Caselli was the first person to transmit a still image, in 1862, and he did so over wires. I don’t know how images travel through wires but tons of stuff does so I’m not surprised.
The next development was the marriage of selenium and light (1873), a process that could transform images into electronic signals. I saw this on Star Trek, the old one.
By 1887, because things move fast, a man named Goldstein had coined the term “cathode ray” to describe light emitted when an electric current was forced through a vacuum tube. Others in the field watched the same process and called it “screaming in agony.”
By 1900 scientists were dueling in the streets of Inventortown over which area to pursue in the further development of what was, even then, known as the “television,” the mechanical (rotating disks), or electronic model based on the cathode ray. Electronics won.
A critical turn in the reproduction and broadcast of still images came in 1923, with the introduction of Vladimir Zworkin’s “iconscope,” which he called an electric eye, and later his kinescope, the receiver which would display the images broadcast.
This is quite a shocker, I think – the patent for color television was registered in 1925, the same year television was first capable of projecting moving silhouette images. Hey, have you seen one of these, a moving silhouette? I’ve seen the one of Lincoln, and the train, and they’re spooky and great.
Now look at this: the first television studio was opened in 1929, even though the broadcast quality was so low the thing must have been run on squirrel-power; and by 1930 the first television COMMERCIAL was broadcast, so there you go. But also the BBC began to air on the new, jangly, slow-moving box.

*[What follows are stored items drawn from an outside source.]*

impl QueryState {
    pub fn new(base: TableRef, base_alias: String, args: ConnectionArgs, options: ResolverOptions) -> Self {
        let reverse_order = args.last.is_some() && args.first.is_none();
        Self {
            base,
            base_alias,
            args,
            options,
            distinct: false,
            selects: IndexMap::new(),
            join_tables: IndexMap::new(),
            order_by: IndexMap::new(),
            cursor_columns: Vec::new(),
            reverse_order,
            base_conds: Vec::new(),
            fetch_filters: Vec::new(),
            need_total_count: false,
            children: Vec::new(),
            child_link: None,
            lookup: false,
            limit: OnceCell::new(),
        }
    }

    /// Marks the alias referenced so its join is attached, failing for
    /// aliases that were never registered.
    fn check_table_alias(&mut self, table_alias: &str, column: &str) -> Result<(), ResolverError> {
        if table_alias != self.base_alias {
            match self.join_tables.get_mut(table_alias) {
                Some(join_table) => join_table.referenced = true,
                None => {
                    return Err(ResolverError::UnknownTableAlias {
                        alias: table_alias.to_string(),
                        column: column.to_string(),
                    });
                }
            }
        }
        Ok(())
    }

    /// Registers a bare column select under its own name when possible,
    /// falling back to a `tableAlias_column` disambiguated alias.
    pub fn add_select_column_from_alias(&mut self, column: &str, table_alias: &str) -> Result<String, ResolverError> {
        self.check_table_alias(table_alias, column)?;
        let select = Select::Column {
            table: table_alias.to_string(),
            column: column.to_string(),
            alias: None,
        };
        let same = self.selects.get(column).map(|existing| select.same(existing));
        match same {
            None => {
                self.selects.insert(column.to_string(), select);
                Ok(column.to_string())
            }
            Some(true) => Ok(column.to_string()),
            Some(false) => Ok(self.add_select_alias(select, &format!("{table_alias}_{column}"))),
        }
    }

    /// Probes `base`, `base1`, `base2`, ... until a free slot is claimed or
    /// an equivalent entry is found.
    fn add_select_alias(&mut self, select: Select, base_alias: &str) -> String {
        for index in 0usize.. {
            let alias = if index == 0 { base_alias.to_string() } else { format!("{base_alias}{index}") };
            let same = self.selects.get(&alias).map(|existing| select.same(existing));
            match same {
                None => {
                    let select = match select {
                        Select::Column { table, column, .. } => {
                            Select::Column { table, column, alias: Some(alias.clone()) }
                        }
                        Select::Expression { expr, .. } => {
                            Select::Expression { expr, alias: alias.clone() }
                        }
                    };
                    self.selects.insert(alias.clone(), select);
                    return alias;
                }
                Some(true) => return alias,
                Some(false) => continue,
            }
        }
        unreachable!("alias probe is unbounded")
    }

    pub fn add_select_expr(&mut self, expr: SelectExpr, alias: Option<&str>) -> String {
        let alias = alias.unwrap_or("expr").to_string();
        self.add_select_alias(Select::Expression { expr, alias: alias.clone() }, &alias)
    }

    pub fn add_select_raw(&mut self, expr: SqlExpr, alias: Option<&str>) -> String {
        self.add_select_expr(SelectExpr::Raw(expr), alias)
    }

    pub fn has_select(&self, name: &str) -> bool {
        self.selects.contains_key(name)
    }

    pub fn add_order_by_alias(&mut self, column_alias: &str, descending: bool) {
        if !self.order_by.contains_key(column_alias) {
            let descending = if self.reverse_order { !descending } else { descending };
            self.order_by.insert(column_alias.to_string(), descending);
            self.cursor_columns.push(column_alias.to_string());
        }
    }

    pub fn add_cursor_alias(&mut self, column_alias: &str) {
        if !self.cursor_columns.iter().any(|c| c == column_alias) {
            self.cursor_columns.push(column_alias.to_string());
        }
    }

    /// The effective page size: `first`/`last` override the default, the
    /// server-side maximum clamps the result, `None` means unbounded.
    /// Memoized per resolver instance.
    pub fn get_limit(&self) -> Result<Option<u64>, ResolverError> {
        self.limit
            .get_or_try_init(|| {
                let mut limit = self.options.default_limit;
                if let Some(first) = self.args.first {
                    if first < 0 {
                        return Err(ResolverError::UserInput(
                            "first argument cannot be less than zero".to_string(),
                        ));
                    }
                    limit = Some(first as u64);
                }
                if let Some(last) = self.args.last {
                    if last < 0 {
                        return Err(ResolverError::UserInput(
                            "last argument cannot be less than zero".to_string(),
                        ));
                    }
                    if self.args.first.is_none() {
                        limit = Some(last as u64);
                    }
                }
                if let (Some(n), Some(max)) = (limit, self.options.max_limit) {
                    if n > max {
                        limit = Some(max);
                    }
                }
                Ok(limit)
            })
            .copied()
    }

    pub fn filter_fetch(&self, rows: Vec<Row>) -> Vec<Row> {
        self.fetch_filters.iter().fold(rows, |rows, filter| filter(rows))
    }

    /// Interprets the `limit + 1` over-fetch and applies forward or backward
    /// page-boundary semantics; backward results are reversed back into
    /// forward display order.
    pub fn build_fetch_result(&self, mut rows: Vec<Row>) -> Result<FetchResult, ResolverError> {
        let mut has_previous_page = false;
        let mut has_next_page = false;
        let limit = self.get_limit()?;
        if !self.reverse_order {
            if self.args.after.is_some() {
                has_previous_page = true;
            }
            if let Some(limit) = limit {
                if rows.len() > limit as usize {
                    has_next_page = true;
                    rows.truncate(limit as usize);
                }
            }
            if let Some(last) = self.args.last {
                let last = last.max(0) as usize;
                if rows.len() > last {
                    has_previous_page = true;
                    rows.drain(..rows.len() - last);
                }
            }
        } else {
            if self.args.before.is_some() {
                has_next_page = true;
            }
            if let Some(limit) = limit {
                if rows.len() > limit as usize {
                    has_previous_page = true;
                    rows.truncate(limit as usize);
                }
            }
            rows.reverse();
        }
        Ok(FetchResult {
            rows,
            has_previous_page,
            has_next_page,
            after_cursor: self.args.after.clone(),
            before_cursor: self.args.before.clone(),
            total_count: None,
        })
    }

    pub fn new_base_query(&self) -> SelectQuery {
        let mut query = SelectQuery::new(self.base.clone());
        if self.base_alias != self.base.name() {
            query.base_alias = Some(self.base_alias.clone());
        }
        query.conds = self.base_conds.clone();
        query
    }

    /// Joins, selects, ordering, and cursor boundaries; page limiting is the
    /// root/child fetch code's concern.
    pub fn build_data_query(&self, mut query: SelectQuery) -> Result<SelectQuery, ResolverError> {
        self.apply_join_tables(&mut query);
        self.apply_select(&mut query);
        self.apply_order_by(&mut query);
        self.apply_page_range(&mut query);
        Ok(query)
    }

    /// Joins and selects only, for queries whose row set is seeded externally.
    pub fn build_search_query(&self, mut query: SelectQuery) -> SelectQuery {
        self.apply_join_tables(&mut query);
        self.apply_select(&mut query);
        query
    }

    /// `count(*)` over the base table; only forced joins participate.
    pub fn build_total_count_query(&self) -> SelectQuery {
        let mut query = self.new_base_query();
        self.apply_join_tables_where(&mut query, |join_table| match &join_table.join {
            JoinSpec::Equi(join) => join.forced,
            JoinSpec::Provided(_) => false,
        });
        query.count_alias = Some("total_count".to_string());
        query
    }

    fn apply_join_tables(&self, query: &mut SelectQuery) {
        self.apply_join_tables_where(query, |join_table| match &join_table.join {
            JoinSpec::Equi(join) => join.forced || join_table.referenced,
            JoinSpec::Provided(_) => false,
        });
    }

    fn apply_join_tables_where(&self, query: &mut SelectQuery, keep: impl Fn(&JoinTable) -> bool) {
        for (alias, join_table) in &self.join_tables {
            if !keep(join_table) {
                continue;
            }
            let JoinSpec::Equi(join) = &join_table.join else { continue };
            let from_alias = join
                .from_alias
                .clone()
                .or_else(|| join.from_table.clone())
                .unwrap_or_else(|| self.base_alias.clone());
            let mut on = Vec::with_capacity(join.to_columns.len());
            for (to_column, from_column) in join.to_columns.iter().zip(&join.from_columns) {
                on.push((format!("{alias}.{to_column}"), format!("{from_alias}.{from_column}")));
            }
            let mut restrictions = Vec::new();
            for restriction in &join.to_restrictions {
                restrictions.push((alias.clone(), restriction.clone()));
            }
            for restriction in &join.from_restrictions {
                restrictions.push((from_alias.clone(), restriction.clone()));
            }
            query.joins.push(JoinClause {
                table: join.to_table.clone(),
                alias: alias.clone(),
                on,
                restrictions,
            });
        }
    }

    fn apply_select(&self, query: &mut SelectQuery) {
        query.distinct = self.distinct;
        for select in self.selects.values() {
            query.selects.push(match select {
                Select::Column { table, column, alias } => SelectItem {
                    expr: SelectExpr::Column { table: table.clone(), column: column.clone() },
                    alias: alias.clone(),
                },
                Select::Expression { expr, alias } => SelectItem {
                    expr: expr.clone(),
                    alias: Some(alias.clone()),
                },
            });
        }
    }

    fn apply_order_by(&self, query: &mut SelectQuery) {
        for (name, descending) in &self.order_by {
            query.order_by.push(OrderBy { name: name.clone(), descending: *descending });
        }
    }

    fn apply_page_range(&self, query: &mut SelectQuery) {
        let columns = self.cursor_fields();
        if let Some(after) = &self.args.after {
            if let Some(cond) = cursor_cond(after, &columns, false) {
                query.conds.push(cond);
            }
        }
        if let Some(before) = &self.args.before {
            if let Some(cond) = cursor_cond(before, &columns, true) {
                query.conds.push(cond);
            }
        }
    }

    /// Cursor columns with the WHERE-clause reference for each: the
    /// underlying qualified column for bare selects, the output name itself
    /// for expressions.
    pub fn cursor_fields(&self) -> Vec<CursorColumn> {
        self.cursor_columns
            .iter()
            .map(|name| {
                let qualified = match self.selects.get(name) {
                    Some(Select::Column { table, column, .. }) => format!("{table}.{column}"),
                    _ => name.clone(),
                };
                let descending = self.order_by.get(name).copied().unwrap_or(false);
                CursorColumn { name: name.clone(), qualified, descending }
            })
            .collect()
    }

    /// Window limiting for child fetches: `limit + 1` rows per parent group
    /// in one round trip. Disabled when fetch filters run in-process (the
    /// SQL-side cut would apply at the wrong stage) or the limit is
    /// unbounded.
    pub fn apply_partition_limit(&self, query: &mut SelectQuery) -> Result<(), ResolverError> {
        if !self.fetch_filters.is_empty() {
            return Ok(());
        }
        let Some(limit) = self.get_limit()? else { return Ok(()) };
        let Some(link) = &self.child_link else { return Ok(()) };
        let to_table = link.join.to_table.name();
        let partition_by = link
            .join
            .to_columns
            .iter()
            .map(|column| format!("{to_table}.{column}"))
            .collect();
        // the first order-by entry is the join to-column itself
        let order_by = self
            .order_by
            .iter()
            .skip(1)
            .map(|(name, descending)| OrderBy { name: name.clone(), descending: *descending })
            .collect();
        query.partition_limit = Some(PartitionLimit { partition_by, order_by, limit: limit + 1 });
        Ok(())
    }
}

After decades of tinkering with the cathode ray and spinning color wheels, satellite television was introduced in 1962, allowing for the broadcasts from the moon in 1969. While the first moving silhouettes operated at 30 lines of resolution, by 1981 that number was 1125 lines.
By 1996, high-definition was standard in the billion televisions worldwide.
Satellites are circling everywhere, and they receive and transmit both television and telephone signals. A single satellite can process 5,000 telephone calls and 12 different television programs in a single instance.
The computer transmits sounds and images via a series of tubes carried from house to house in the bed of a pick-up truck.
Your question about what “caused God” is addressed elegantly in Aristotle’s writing on the Unmoved Mover – it’s easy to find. Theology differs in opinion. However, I’ve never seen it suggested that “God” caused the Big Bang. If I’m wrong, please let me know.
The pinky toenail grows longer than the others because it is small and afraid and has a lot to prove. Men have nipples for nursing stray kittens, and to cause sexual excitement in potential mates. Why they have third nipples is a matter for television.